The only people that I can imagine you to say, would be the poor (I don't use the term insultingly; I was and still am dirt-poor) who are laid off by industry. But they're people getting screwed by regression, not progress.

(Just to note: Ayn Rand's a bit to extreme for even my tastes; the entire "anything done for yourself is good; for others, evil" thing never appealed to me. But she did know a lot.)

I would be interested to hear, though, how the culture of the Aztecs was "philosophically and morally" superior to that of the British. The one cut out the beating hearts of captives to please the Sun; the other invented the theory of individual rights and Social Contract.

Neither I nor Bowden support genocide. In the book, he strongly condemns, say, the actions of the Spaniards, as I do now.

Quote:
Yeah, but what's cooler? The latter, of course.
Of course. The latter is totally ubergothic. 8)

Quote:
Originally Posted by Wolfmoon
Asurai, that quote fills me with disgust and revulsion on so many levels........
You've always been nothing but kind to me, so I regret any offense done to you. If you can refute any of the statements, I would be glad to retract them.

Xnguela:

Don't worry about it.

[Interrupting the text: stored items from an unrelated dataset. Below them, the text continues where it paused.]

//! # Color Dominance
//!
//! A Rust crate for computing the dominant color of a bitmap from the
//! distribution of its distinct colors in RGB space.
//!
//! Every distinct color among the opaque pixels is scored by the sum of
//! its Euclidean RGB distances to all retained pixels. Colors with small
//! aggregate distance sit near the center of mass of the image's color
//! cloud; the dominant color is the inverse-distance weighted average of
//! the top-ranked slice. Moment statistics (mean, variance, skewness,
//! kurtosis) over the distance distribution are reported as diagnostics.
//!
//! ## Example
//!
//! ```rust,no_run
//! use color_dominance::{analyze_image, AnalysisResult};
//! use std::path::Path;
//!
//! let result = analyze_image(Path::new("photo.jpg"))?;
//! println!("Color code is #{}", result.hex);
//! # Ok::<(), color_dominance::AnalysisError>(())
//! ```

use serde::{Deserialize, Serialize};
use std::path::Path;

pub mod color;
pub mod config;
pub mod constants;
pub mod distance;
pub mod error;
pub mod image_loader;
pub mod pixel;
pub mod stats;

pub use color::Rgb;
pub use config::{AnalysisConfig, StatsInput};
pub use distance::Thresholds;
pub use error::{AnalysisError, Result};
pub use pixel::{PixelGrid, PixelSource};
pub use stats::Distribution;

use color::dominant_color;
use distance::{aggregate_distances, RankedDistances};
use pixel::filter_pixels;

/// Complete dominant-color analysis result.
///
/// Immutable once assembled; every field is a pure function of the pixel
/// source and the configuration, so repeated runs on the same input are
/// bit-identical.
#[derive(Debug, Clone, PartialEq, Serialize, Deserialize)]
pub struct AnalysisResult {
    /// The dominant color
    pub dominant: Rgb,
    /// Dominant color as a lowercase 6-digit hex string, e.g. `"ff0080"`
    pub hex: String,
    /// Number of distinct colors among retained pixels
    pub distinct_colors: usize,
    /// Number of pixels that passed the alpha threshold
    pub retained_pixels: usize,
    /// Total pixels scanned, retained or not
    pub scanned_pixels: u64,
    /// Average alpha over retained pixels (diagnostic, see
    /// [`pixel::RetainedPixels::average_alpha`])
    pub average_alpha: u8,
    /// Sizes of the top and trimmed ranked subsets
    pub thresholds: Thresholds,
    /// Which values fed the statistics bundles
    pub stats_input: StatsInput,
    /// Statistics over the full ranked distance list
    pub full: Distribution,
    /// Statistics over the leading 80% of the ranking
    pub trimmed: Distribution,
    /// Statistics over the top slice used for weighting
    pub top: Distribution,
}

/// Analyze a pixel source with the default configuration.
///
/// This is the main entry point. See [`analyze_colors_with`] for the
/// configurable variant.
///
/// # Errors
///
/// Returns [`AnalysisError::EmptyInput`] when no pixel passes the alpha
/// threshold.
pub fn analyze_colors<S: PixelSource>(source: &S) -> Result<AnalysisResult> {
    analyze_colors_with(source, &AnalysisConfig::default())
}

/// Analyze a pixel source with an explicit configuration.
///
/// Pipeline: alpha filter -> per-color aggregate distances -> ranking ->
/// inverse-distance weighting -> moment statistics -> result assembly.
/// The whole call is synchronous; only the distance aggregation may fan
/// out across rayon workers for large inputs.
///
/// # Errors
///
/// Returns `InvalidParameter` for an out-of-range configuration and
/// `EmptyInput` when no pixel passes the alpha threshold.
pub fn analyze_colors_with<S: PixelSource>(
    source: &S,
    config: &AnalysisConfig,
) -> Result<AnalysisResult> {
    config.validate()?;

    let retained = filter_pixels(source, config.alpha_threshold)?;
    let map = aggregate_distances(&retained.colors, config.parallel);
    let ranked = RankedDistances::rank(map);

    let thresholds = ranked.thresholds(config.top_fraction, config.trimmed_fraction);
    log::info!(
        "including {} out of {} ranked colors",
        thresholds.top,
        ranked.len()
    );
    if ranked.len() < 2 {
        log::warn!("fewer than 2 distinct colors; shape statistics are degenerate");
    }

    let dominant = dominant_color(ranked.top_set(thresholds), config.weight_distance_floor);

    let stat_values = |entries: &[(Rgb, f64)]| -> Vec<f64> {
        match config.stats_input {
            StatsInput::RawDistance => entries.iter().map(|e| e.1).collect(),
            StatsInput::InverseWeight => entries
                .iter()
                .map(|e| color::dominant::weight_for(e.1, config.weight_distance_floor))
                .collect(),
        }
    };

    let full = stats::describe(&stat_values(ranked.full_set()));
    let trimmed = stats::describe(&stat_values(ranked.trimmed_set(thresholds)));
    let top = stats::describe(&stat_values(ranked.top_set(thresholds)));

    Ok(AnalysisResult {
        dominant,
        hex: dominant.hex(),
        distinct_colors: ranked.len(),
        retained_pixels: retained.len(),
        scanned_pixels: retained.scanned,
        average_alpha: retained.average_alpha,
        thresholds,
        stats_input: config.stats_input,
        full,
        trimmed,
        top,
    })
}

/// Load an image file and analyze it with the default configuration.
///
/// # Errors
///
/// Returns `DecoderUnavailable` or `ImageLoad` when the file cannot be
/// decoded, plus everything [`analyze_colors`] can return.
pub fn analyze_image(path: &Path) -> Result<AnalysisResult> {
    log::info!("starting color analysis of {}", path.display());
    let grid = image_loader::load_image(path)?;
    analyze_colors(&grid)
}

I'll talk to you once you get it working again -- if you still wish to speak with a cynical, Randian capitalist, of course.

I'll be back shortly, again, then I'll get to the longer quote. Goody goody gumdrops and rainbows.

Tstone:

The Aztecs knew of the wheel and used it for children's toys. There is absolutely no archaeological evidence that they knew of any other use for it, to the best of my knowledge. Saying that "they must have had the wheel, because they built stone temples" is a non sequitur; we know very little about the methods used to build those temples.

The image is a round stone without any way to connect it to something else. A wheel, to be functional technologically, must be able to be connected to an axis of some sort. A round stone does not equal a wheel; it could be any number of other things. Perhaps they used it to offer still-beating human hearts to their gods. </ad hominem>

Still, even if they did, it doesn't particularly matter much. To say that even the most advanced American Indian culture was "grandiose" in terms of science and technology, compared to even the least advanced Western European civilization, is an absurd comparison.